Extracted records
++++
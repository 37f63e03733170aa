//! The fixed six-week training plan.
//!
//! The plan is embedded at compile time from `data/curriculum.json`. Slots
//! the plan does not define are simply absent; callers report them as
//! not found.

use std::collections::BTreeMap;
use std::ops::RangeInclusive;
use std::sync::OnceLock;

use serde::{Deserialize, Serialize};

/// Weeks in the program.
pub const WEEKS: RangeInclusive<i64> = 1..=6;

/// Training days per week.
pub const DAYS: RangeInclusive<i64> = 1..=5;

/// Session length assumed when a slot's duration text has no leading number.
pub const FALLBACK_DURATION_MINUTES: i64 = 75;

const BUILTIN_JSON: &str = include_str!("../data/curriculum.json");

/// Content of one curriculum slot.
#[derive(Debug, Clone, PartialEq, Eq, Serialize, Deserialize)]
pub struct TrainingSession {
    pub focus: String,
    /// Free text such as `"60-75 minutes"`.
    pub duration: String,
    pub description: String,
    #[serde(default)]
    pub warmup: Vec<String>,
    #[serde(default)]
    pub technical: Vec<String>,
    #[serde(default)]
    pub combos: Vec<String>,
    #[serde(default)]
    pub bagwork: Vec<String>,
    #[serde(default)]
    pub conditioning: Vec<String>,
    #[serde(default)]
    pub recovery: Vec<String>,
}

impl TrainingSession {
    /// Sections in program order, with their printed headings.
    pub fn sections(&self) -> [(&'static str, &[String]); 6] {
        [
            ("WARM-UP", self.warmup.as_slice()),
            ("TECHNICAL WORK", self.technical.as_slice()),
            ("COMBINATIONS", self.combos.as_slice()),
            ("BAG WORK", self.bagwork.as_slice()),
            ("CONDITIONING", self.conditioning.as_slice()),
            ("RECOVERY", self.recovery.as_slice()),
        ]
    }

    /// Leading number of the duration text: `"60-75 minutes"` gives 60.
    pub fn planned_minutes(&self) -> i64 {
        let digits: String = self
            .duration
            .trim_start()
            .chars()
            .take_while(|c| c.is_ascii_digit())
            .collect();
        digits.parse().unwrap_or(FALLBACK_DURATION_MINUTES)
    }
}

/// A defined slot and its coordinates.
#[derive(Debug, Clone, Copy, PartialEq, Eq)]
pub struct Slot<'a> {
    pub week: i64,
    pub day: i64,
    pub session: &'a TrainingSession,
}

#[derive(Deserialize)]
struct CurriculumFile {
    weeks: Vec<WeekFile>,
}

#[derive(Deserialize)]
struct WeekFile {
    week: i64,
    days: Vec<DayFile>,
}

#[derive(Deserialize)]
struct DayFile {
    day: i64,
    #[serde(flatten)]
    session: TrainingSession,
}

/// The training plan, indexed by (week, day).
#[derive(Debug, Clone, Default, PartialEq, Eq)]
pub struct Curriculum {
    slots: BTreeMap<(i64, i64), TrainingSession>,
}

impl Curriculum {
    /// Parse a plan document. Slots outside weeks 1–6 / days 1–5 are dropped.
    pub fn from_json(json: &str) -> Result<Self, serde_json::Error> {
        let file: CurriculumFile = serde_json::from_str(json)?;
        let slots = file
            .weeks
            .into_iter()
            .flat_map(|w| {
                let week = w.week;
                w.days.into_iter().map(move |d| ((week, d.day), d.session))
            })
            .filter(|((week, day), _)| WEEKS.contains(week) && DAYS.contains(day))
            .collect();
        Ok(Self { slots })
    }

    /// The plan shipped with the binary.
    pub fn builtin() -> &'static Curriculum {
        static BUILTIN: OnceLock<Curriculum> = OnceLock::new();
        BUILTIN.get_or_init(|| {
            Curriculum::from_json(BUILTIN_JSON).expect("embedded curriculum is valid JSON")
        })
    }

    pub fn slot(&self, week: i64, day: i64) -> Option<&TrainingSession> {
        self.slots.get(&(week, day))
    }

    /// Every defined slot, ordered by week then day.
    pub fn slots(&self) -> impl Iterator<Item = Slot<'_>> {
        self.slots.iter().map(|(&(week, day), session)| Slot { week, day, session })
    }

    /// Defined slots of one week, ordered by day.
    pub fn week(&self, week: i64) -> impl Iterator<Item = Slot<'_>> {
        self.slots
            .range((week, i64::MIN)..=(week, i64::MAX))
            .map(|(&(week, day), session)| Slot { week, day, session })
    }

    pub fn len(&self) -> usize {
        self.slots.len()
    }

    pub fn is_empty(&self) -> bool {
        self.slots.is_empty()
    }
}

#[cfg(test)]
mod tests {
    use super::*;

    fn session(duration: &str) -> TrainingSession {
        TrainingSession {
            focus: "Focus".to_string(),
            duration: duration.to_string(),
            description: "Desc".to_string(),
            warmup: vec![],
            technical: vec![],
            combos: vec![],
            bagwork: vec![],
            conditioning: vec![],
            recovery: vec![],
        }
    }

    #[test]
    fn test_builtin_parses() {
        let plan = Curriculum::builtin();
        assert!(!plan.is_empty());
        let first = plan.slot(1, 1).expect("week 1 day 1 is defined");
        assert_eq!(first.focus, "Rhythm & Form");
        assert_eq!(first.warmup.len(), 4);
    }

    #[test]
    fn test_missing_slot_is_none() {
        assert!(Curriculum::builtin().slot(6, 5).is_none());
        assert!(Curriculum::builtin().slot(0, 1).is_none());
    }

    #[test]
    fn test_slots_ordered_by_week_then_day() {
        let json = r#"{"weeks": [
            {"week": 2, "days": [{"day": 1, "focus": "b", "duration": "60", "description": ""}]},
            {"week": 1, "days": [
                {"day": 3, "focus": "a3", "duration": "60", "description": ""},
                {"day": 1, "focus": "a1", "duration": "60", "description": ""}
            ]}
        ]}"#;
        let plan = Curriculum::from_json(json).unwrap();
        let order: Vec<(i64, i64)> = plan.slots().map(|s| (s.week, s.day)).collect();
        assert_eq!(order, vec![(1, 1), (1, 3), (2, 1)]);

        let week1: Vec<i64> = plan.week(1).map(|s| s.day).collect();
        assert_eq!(week1, vec![1, 3]);
    }

    #[test]
    fn test_out_of_range_slots_dropped() {
        let json = r#"{"weeks": [
            {"week": 7, "days": [{"day": 1, "focus": "x", "duration": "60", "description": ""}]},
            {"week": 1, "days": [{"day": 6, "focus": "y", "duration": "60", "description": ""}]}
        ]}"#;
        assert!(Curriculum::from_json(json).unwrap().is_empty());
    }

    #[test]
    fn test_planned_minutes() {
        assert_eq!(session("60-75 minutes").planned_minutes(), 60);
        assert_eq!(session("45 minutes").planned_minutes(), 45);
        assert_eq!(session("about an hour").planned_minutes(), FALLBACK_DURATION_MINUTES);
        assert_eq!(session("").planned_minutes(), FALLBACK_DURATION_MINUTES);
    }
}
++++
Your instructions
Look through the data and gather every line with the string "combos" in it.

Written response
    pub combos: Vec<String>,
            ("COMBINATIONS", self.combos.as_slice()),
            combos: vec![],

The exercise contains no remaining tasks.